Skip to contents

Gutenberg metadata about the subject of each work, particularly Library of Congress Classifications (lcc) and Library of Congress Subject Headings (lcsh).

Usage

gutenberg_subjects

Format

A tbl_df (see tibble or dplyr) with one row for each pairing of work and subject, with columns:

gutenberg_id

ID describing a work that can be joined with gutenberg_metadata

subject_type

Either "lcc" (Library of Congress Classification) or "lcsh" (Library of Congress Subject Headings)

subject

Subject

Details

Find more information about Library of Congress Categories here: https://www.loc.gov/catdir/cpso/lcco/, and about Library of Congress Subject Headings here: https://id.loc.gov/authorities/subjects.html.

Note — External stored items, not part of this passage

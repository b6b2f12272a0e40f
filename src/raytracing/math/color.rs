use std::ops;

/// RGBA color with unbounded channels; only clamped right before export.
#[derive(Debug, Copy, Clone, PartialEq)]
pub struct Color {
    pub r: f64,
    pub g: f64,
    pub b: f64,
    pub a: f64,
}

impl ops::Add<Color> for Color {
    type Output = Self;

    #[inline(always)]
    fn add(self, rhs: Color) -> Self::Output {
        Color {
            r: self.r + rhs.r,
            g: self.g + rhs.g,
            b: self.b + rhs.b,
            a: self.a + rhs.a,
        }
    }
}

impl ops::AddAssign<Color> for Color {
    #[inline(always)]
    fn add_assign(&mut self, rhs: Color) {
        self.r += rhs.r;
        self.g += rhs.g;
        self.b += rhs.b;
        self.a += rhs.a;
    }
}

impl ops::Sub<Color> for Color {
    type Output = Self;

    #[inline(always)]
    fn sub(self, rhs: Color) -> Self::Output {
        Color {
            r: self.r - rhs.r,
            g: self.g - rhs.g,
            b: self.b - rhs.b,
            a: self.a - rhs.a,
        }
    }
}

impl ops::Mul<f64> for Color {
    type Output = Self;

    #[inline(always)]
    fn mul(self, rhs: f64) -> Self::Output {
        Color {
            r: self.r * rhs,
            g: self.g * rhs,
            b: self.b * rhs,
            a: self.a * rhs,
        }
    }
}

impl ops::Mul<Color> for Color {
    type Output = Self;

    #[inline(always)]
    fn mul(self, rhs: Color) -> Self::Output {
        Color {
            r: self.r * rhs.r,
            g: self.g * rhs.g,
            b: self.b * rhs.b,
            a: self.a * rhs.a,
        }
    }
}

impl ops::Div<f64> for Color {
    type Output = Self;

    #[inline(always)]
    fn div(self, rhs: f64) -> Self::Output {
        Color {
            r: self.r / rhs,
            g: self.g / rhs,
            b: self.b / rhs,
            a: self.a / rhs,
        }
    }
}

impl ops::Div<Color> for Color {
    type Output = Self;

    #[inline(always)]
    fn div(self, rhs: Color) -> Self::Output {
        Color {
            r: self.r / rhs.r,
            g: self.g / rhs.g,
            b: self.b / rhs.b,
            a: self.a / rhs.a,
        }
    }
}

impl Color {
    #[inline(always)]
    pub fn new(r: f64, g: f64, b: f64, a: f64) -> Color {
        Color { r, g, b, a }
    }

    /// Opaque color.
    #[inline(always)]
    pub fn rgb(r: f64, g: f64, b: f64) -> Color {
        Color::new(r, g, b, 1.0)
    }

    #[inline(always)]
    pub fn black() -> Color {
        Color::rgb(0.0, 0.0, 0.0)
    }

    #[inline(always)]
    pub fn white() -> Color {
        Color::rgb(1.0, 1.0, 1.0)
    }

    pub fn clamped(self) -> Color {
        Color {
            r: self.r.clamp(0.0, 1.0),
            g: self.g.clamp(0.0, 1.0),
            b: self.b.clamp(0.0, 1.0),
            a: self.a.clamp(0.0, 1.0),
        }
    }

    /// Clamp to [0, 1], scale by 255 and truncate.
    pub fn to_rgb8(self) -> [u8; 3] {
        let c = self.clamped();
        [
            (c.r * 255.0) as u8,
            (c.g * 255.0) as u8,
            (c.b * 255.0) as u8,
        ]
    }
}
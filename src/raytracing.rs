pub mod camera;
pub mod core;
pub mod error;
pub mod math;
pub mod parser;
pub mod render;
pub mod solid;
pub mod texture;

pub use math::*;
use super::Vector;

#[derive(Debug, Clone, Copy)]
pub struct Ray {
    pub origin: Vector,
    /// Unit length.
    pub direction: Vector,
}

impl Ray {
    pub fn new(origin: Vector, direction: Vector) -> Ray {
        Ray { origin, direction }
    }

    pub fn at(self: &Self, t: f64) -> Vector {
        self.origin + self.direction * t
    }
}
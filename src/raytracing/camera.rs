use super::error::GeometryError;
use super::math::{Ray, Vector};

/// Pinhole camera looking from `position` through `proj_position`, the
/// center of the image plane.
#[derive(Debug, Clone, PartialEq)]
pub struct Camera {
    pub position: Vector,
    pub proj_position: Vector,
    pub up: Vector,
    /// Vertical field of view in degrees.
    pub fovy: f64,
}

/// Image plane geometry for one render, shared read-only by every pixel.
#[derive(Debug, Clone, Copy, PartialEq)]
pub struct Viewport {
    pub eye: Vector,
    pub top_left: Vector,
    /// Step between two horizontally adjacent pixels.
    pub x_step: Vector,
    /// Step between two vertically adjacent pixels (pointing down).
    pub y_step: Vector,
}

impl Camera {
    pub fn new(
        position: Vector,
        proj_position: Vector,
        up: Vector,
        fovy: f64,
    ) -> Result<Camera, GeometryError> {
        let camera = Camera {
            position,
            proj_position,
            up: up.try_normalize()?,
            fovy,
        };
        // fail early on a basis we could not build at render time
        camera.right()?;
        Ok(camera)
    }

    /// Unit vector from the image plane back to the eye.
    pub fn direction(&self) -> Result<Vector, GeometryError> {
        (self.position - self.proj_position)
            .try_normalize()
            .map_err(|_| {
                GeometryError::InvalidInput(
                    "camera position and projection point coincide".to_string(),
                )
            })
    }

    pub fn right(&self) -> Result<Vector, GeometryError> {
        self.direction()?.cross(self.up).try_normalize().map_err(|_| {
            GeometryError::InvalidInput("camera up vector is parallel to the view".to_string())
        })
    }

    pub fn viewport(&self, width: u32, height: u32) -> Result<Viewport, GeometryError> {
        if width == 0 || height == 0 {
            return Err(GeometryError::InvalidInput(format!(
                "image size {width}x{height}"
            )));
        }
        let aspect_ratio = width as f64 / height as f64;
        let distance = self.position.distance(self.proj_position);
        let right = self.right()?;
        let down = -self.up;

        let plane_height = 2.0 * (0.5 * self.fovy).to_radians().tan() * distance;
        let plane_width = plane_height * aspect_ratio;

        Ok(Viewport {
            eye: self.position,
            top_left: self.proj_position + self.up * (plane_height / 2.0)
                - right * (plane_width / 2.0),
            x_step: right * (plane_width / width as f64),
            y_step: down * (plane_height / height as f64),
        })
    }
}

impl Viewport {
    pub fn pixel_position(&self, x: u32, y: u32) -> Vector {
        self.top_left + self.x_step * x as f64 + self.y_step * y as f64
    }

    /// Ray from the eye through the pixel.
    pub fn primary_ray(&self, x: u32, y: u32) -> Ray {
        Ray {
            origin: self.eye,
            direction: (self.pixel_position(x, y) - self.eye).normalize(),
        }
    }
}

#[cfg(test)]
mod tests {
    use super::*;
    use float_cmp::approx_eq;

    fn camera() -> Camera {
        Camera::new(
            Vector::origin(),
            Vector::point(0.0, 0.0, 1.0),
            Vector::direction(0.0, 2.0, 0.0),
            90.0,
        )
        .unwrap()
    }

    #[test]
    fn test_up_is_normalized() {
        assert_eq!(camera().up, Vector::y_axis());
    }

    #[test]
    fn test_viewport_corners() {
        let viewport = camera().viewport(4, 2).unwrap();
        // fovy 90 at distance 1: plane is 2 high and 4 wide
        let top_left = viewport.top_left;
        assert!(approx_eq!(f64, top_left.y, 1.0, epsilon = 1e-9));
        assert!(approx_eq!(f64, top_left.z, 1.0, epsilon = 1e-9));
        assert!(approx_eq!(f64, top_left.x.abs(), 2.0, epsilon = 1e-9));
        assert_eq!(top_left.h, 1.0);
        assert!(approx_eq!(f64, viewport.x_step.len(), 1.0, epsilon = 1e-9));
        assert!(approx_eq!(f64, viewport.y_step.y, -1.0, epsilon = 1e-9));
        // the far corner is the mirror of the top left one
        let far = viewport.pixel_position(4, 2);
        assert!(approx_eq!(f64, far.x, -top_left.x, epsilon = 1e-9));
        assert!(approx_eq!(f64, far.y, -1.0, epsilon = 1e-9));
    }

    #[test]
    fn test_primary_ray_is_unit() {
        let viewport = camera().viewport(8, 8).unwrap();
        let ray = viewport.primary_ray(3, 5);
        assert!(approx_eq!(f64, ray.direction.len(), 1.0, epsilon = 1e-9));
        assert_eq!(ray.direction.h, 0.0);
        assert!(ray.direction.z > 0.0);
    }

    #[test]
    fn test_degenerate_camera() {
        let coincident = Camera::new(
            Vector::origin(),
            Vector::origin(),
            Vector::y_axis(),
            45.0,
        );
        assert!(matches!(coincident, Err(GeometryError::InvalidInput(_))));

        let parallel_up = Camera::new(
            Vector::origin(),
            Vector::point(0.0, 0.0, 1.0),
            Vector::z_axis(),
            45.0,
        );
        assert!(matches!(parallel_up, Err(GeometryError::InvalidInput(_))));

        assert!(Camera::new(
            Vector::origin(),
            Vector::point(0.0, 0.0, 1.0),
            Vector::zero(),
            45.0
        )
        .is_err());
    }

    #[test]
    fn test_zero_sized_viewport() {
        assert!(camera().viewport(0, 10).is_err());
    }
}
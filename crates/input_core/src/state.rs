//! Retained per-field caret state.

/// The two cells a field keeps across renders.
///
/// Both are UTF-16 code-unit counts. `caret_offset` is where the caret
/// belongs in a value of length `prior_length`; reconciliation shifts it by
/// however much the next rendered content differs from that length.
#[derive(Clone, Copy, Debug, Default, PartialEq, Eq)]
pub struct CaretState {
    pub caret_offset: usize,
    pub prior_length: usize,
}

impl CaretState {
    /// State for a field mounted with content of `initial_length` units.
    #[inline]
    pub fn mounted(initial_length: usize) -> Self {
        Self {
            caret_offset: 0,
            prior_length: initial_length,
        }
    }

    /// Record an edit: the caller was told about a value of `value_length`
    /// units with the caret at `caret_offset`.
    #[inline]
    pub fn record_edit(&mut self, caret_offset: usize, value_length: usize) {
        self.caret_offset = caret_offset;
        self.prior_length = value_length;
    }

    /// Where the caret should land in content of `new_length` units.
    ///
    /// The result is clamped to `0..=new_length`.
    pub fn target_for(&self, new_length: usize) -> usize {
        let shifted = self.caret_offset as i64 + new_length as i64 - self.prior_length as i64;
        shifted.clamp(0, new_length as i64) as usize
    }
}
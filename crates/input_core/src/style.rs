//! Process-wide one-time style installation.
//!
//! Fields share one style rule that hides the horizontal scrollbar of their
//! scroll container. It is installed at most once per process, no matter how
//! many fields are created, and never torn down.

use std::sync::OnceLock;

/// Class every field's scroll container carries.
pub const FIELD_CLASS: &str = "styled-input-field";

/// A single style rule: a selector and its declarations.
#[derive(Clone, Copy, Debug, PartialEq, Eq)]
pub struct StyleRule {
    pub selector: &'static str,
    pub declarations: &'static str,
}

impl StyleRule {
    /// The rule as stylesheet text.
    pub fn to_css(&self) -> String {
        format!("{}{{{}}}", self.selector, self.declarations)
    }
}

/// Hides the scrollbar of field containers.
pub const HIDDEN_SCROLLBAR: StyleRule = StyleRule {
    selector: ".styled-input-field::-webkit-scrollbar",
    declarations: "display:none",
};

static INSTALLED: OnceLock<StyleRule> = OnceLock::new();

/// Run `install` with the shared rule unless it already ran in this process.
///
/// Returns `true` if this call performed the installation.
pub fn ensure_style_installed(install: impl FnOnce(&StyleRule)) -> bool {
    let mut installed_now = false;
    INSTALLED.get_or_init(|| {
        install(&HIDDEN_SCROLLBAR);
        log::debug!(target: "input_core.style", "installed {}", HIDDEN_SCROLLBAR.to_css());
        installed_now = true;
        HIDDEN_SCROLLBAR
    });
    installed_now
}

/// The installed rule, if any field has been created yet.
pub fn installed_style() -> Option<&'static StyleRule> {
    INSTALLED.get()
}

#[cfg(test)]
mod tests {
    use super::*;

    #[test]
    fn installs_at_most_once() {
        let mut calls = 0;
        for _ in 0..3 {
            ensure_style_installed(|rule| {
                assert_eq!(*rule, HIDDEN_SCROLLBAR);
                calls += 1;
            });
        }
        // Another test in this process may have installed it first.
        assert!(calls <= 1);
        assert_eq!(installed_style(), Some(&HIDDEN_SCROLLBAR));
        assert!(!ensure_style_installed(|_| panic!("installed twice")));
    }

    #[test]
    fn rule_renders_as_css() {
        assert_eq!(
            HIDDEN_SCROLLBAR.to_css(),
            ".styled-input-field::-webkit-scrollbar{display:none}"
        );
        assert!(HIDDEN_SCROLLBAR.selector.contains(FIELD_CLASS));
    }
}
use egui::{Context as EguiContext, viewport::ViewportId};
use egui_wgpu::{
    Renderer as EguiWgpuRenderer, ScreenDescriptor,
    wgpu::{
        Color, CommandEncoderDescriptor, CreateSurfaceError, Device, DeviceDescriptor, Features,
        Instance, InstanceDescriptor, Limits, LoadOp, MemoryHints, Operations, PowerPreference,
        PresentMode, Queue, RenderPassColorAttachment, RenderPassDescriptor, RequestAdapterError,
        RequestAdapterOptions, RequestDeviceError, StoreOp, Surface, SurfaceConfiguration,
        SurfaceError, TextureUsages, TextureViewDescriptor, Trace,
    },
};
use egui_winit::State as EguiWinitState;
use std::sync::Arc;
use winit::{dpi::PhysicalSize, event::WindowEvent, window::Window};

pub mod input;
pub mod text_measurer;
pub mod widget;

pub use text_measurer::EguiTextMeasurer;
pub use widget::StyledInputWidget;

/// Failure to bring up the GPU side of a window.
#[derive(Debug, thiserror::Error)]
pub enum RendererError {
    #[error("failed to create surface: {0}")]
    CreateSurface(#[from] CreateSurfaceError),
    #[error("no suitable adapter: {0}")]
    NoAdapter(#[from] RequestAdapterError),
    #[error("failed to request device: {0}")]
    RequestDevice(#[from] RequestDeviceError),
    #[error("surface reports no supported formats")]
    NoSurfaceFormat,
}

pub struct Renderer {
    egui_context: EguiContext,
    egui_state: EguiWinitState,
    egui_renderer: EguiWgpuRenderer,
    surface: Surface<'static>,
    device: Device,
    queue: Queue,
    surface_config: SurfaceConfiguration,
}

impl Renderer {
    pub fn new(window: Arc<Window>) -> Result<Self, RendererError> {
        let egui_context = EguiContext::default();

        let egui_state = EguiWinitState::new(
            egui_context.clone(),
            ViewportId::ROOT,
            &window,
            Some(window.scale_factor() as f32),
            None,
            None,
        );

        let instance = Instance::new(&InstanceDescriptor::default());
        let surface = instance.create_surface(Arc::clone(&window))?;

        let adapter = pollster::block_on(instance.request_adapter(&RequestAdapterOptions {
            power_preference: PowerPreference::HighPerformance,
            force_fallback_adapter: false,
            compatible_surface: Some(&surface),
        }))?;
        log::info!(target: "gfx", "adapter: {:?}", adapter.get_info().name);

        let (device, queue) = pollster::block_on(adapter.request_device(&DeviceDescriptor {
            label: Some("device"),
            required_features: Features::empty(),
            required_limits: Limits::default(),
            memory_hints: MemoryHints::Performance,
            trace: Trace::default(),
        }))?;

        let caps = surface.get_capabilities(&adapter);
        let format = caps
            .formats
            .iter()
            .copied()
            .find(|f| f.is_srgb())
            .or_else(|| caps.formats.first().copied())
            .ok_or(RendererError::NoSurfaceFormat)?;
        let alpha_mode = caps
            .alpha_modes
            .first()
            .copied()
            .unwrap_or_default();

        let size = window.inner_size();
        let config = SurfaceConfiguration {
            usage: TextureUsages::RENDER_ATTACHMENT,
            format,
            width: size.width.max(1),
            height: size.height.max(1),
            present_mode: PresentMode::AutoVsync,
            alpha_mode,
            view_formats: vec![],
            desired_maximum_frame_latency: 0,
        };
        surface.configure(&device, &config);

        let egui_renderer = EguiWgpuRenderer::new(&device, format, None, 1, true);

        Ok(Self {
            egui_context,
            egui_state,
            egui_renderer,
            surface,
            device,
            queue,
            surface_config: config,
        })
    }

    pub fn context(&self) -> &EguiContext {
        &self.egui_context
    }

    pub fn on_window_event(&mut self, window: &Window, event: &WindowEvent) {
        let _ = self.egui_state.on_window_event(window, event);
    }

    pub fn resize(&mut self, new_size: PhysicalSize<u32>) {
        self.surface_config.width = new_size.width.max(1);
        self.surface_config.height = new_size.height.max(1);
        self.surface.configure(&self.device, &self.surface_config);
    }

    pub fn render<F: FnOnce(&EguiContext)>(&mut self, window: &Window, build_ui: F) {
        let surface_texture = match self.surface.get_current_texture() {
            Ok(x) => x,
            Err(SurfaceError::Lost) => {
                self.surface.configure(&self.device, &self.surface_config);
                return;
            }
            // minimized / moved
            Err(SurfaceError::Outdated) => return,
            Err(e) => {
                log::warn!(target: "gfx", "surface error: {e:?}");
                return;
            }
        };
        let surface_view = surface_texture
            .texture
            .create_view(&TextureViewDescriptor::default());

        let raw_input = self.egui_state.take_egui_input(window);
        self.egui_context.begin_pass(raw_input);
        build_ui(&self.egui_context);
        let full_output = self.egui_context.end_pass();
        self.egui_state
            .handle_platform_output(window, full_output.platform_output);

        let clipped = self
            .egui_context
            .tessellate(full_output.shapes, full_output.pixels_per_point);

        for (id, delta) in &full_output.textures_delta.set {
            self.egui_renderer
                .update_texture(&self.device, &self.queue, *id, delta);
        }

        let mut encoder = self
            .device
            .create_command_encoder(&CommandEncoderDescriptor {
                label: Some("gfx encoder"),
            });

        let screen = ScreenDescriptor {
            size_in_pixels: [self.surface_config.width, self.surface_config.height],
            pixels_per_point: full_output.pixels_per_point,
        };

        self.egui_renderer.update_buffers(
            &self.device,
            &self.queue,
            &mut encoder,
            &clipped,
            &screen,
        );

        {
            let render_pass = encoder.begin_render_pass(&RenderPassDescriptor {
                label: Some("egui render_pass"),
                color_attachments: &[Some(RenderPassColorAttachment {
                    view: &surface_view,
                    resolve_target: None,
                    ops: Operations {
                        load: LoadOp::Clear(Color::WHITE),
                        store: StoreOp::Store,
                    },
                })],
                depth_stencil_attachment: None,
                timestamp_writes: None,
                occlusion_query_set: None,
            });

            self.egui_renderer
                .render(&mut render_pass.forget_lifetime(), &clipped, &screen);
        }

        for id in full_output.textures_delta.free {
            self.egui_renderer.free_texture(&id);
        }

        self.queue.submit(Some(encoder.finish()));
        surface_texture.present();
    }
}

To find the date on which this metadata was last updated, run attr(gutenberg_subjects, "date_updated").

Examples

if (FALSE) { # interactive()

library(dplyr)
library(stringr)

gutenberg_subjects |>
  filter(subject_type == "lcsh") |>
  count(subject, sort = TRUE)

sherlock_holmes_subjects <- gutenberg_subjects |>
  filter(str_detect(subject, "Holmes, Sherlock"))

sherlock_holmes_subjects

sherlock_holmes_metadata <- gutenberg_works() |>
  filter(author == "Doyle, Arthur Conan") |>
  semi_join(sherlock_holmes_subjects, by = "gutenberg_id")

sherlock_holmes_metadata

# \donttest{
holmes_books <- gutenberg_download(sherlock_holmes_metadata$gutenberg_id)

holmes_books
# }

# date last updated
attr(gutenberg_subjects, "date_updated")
}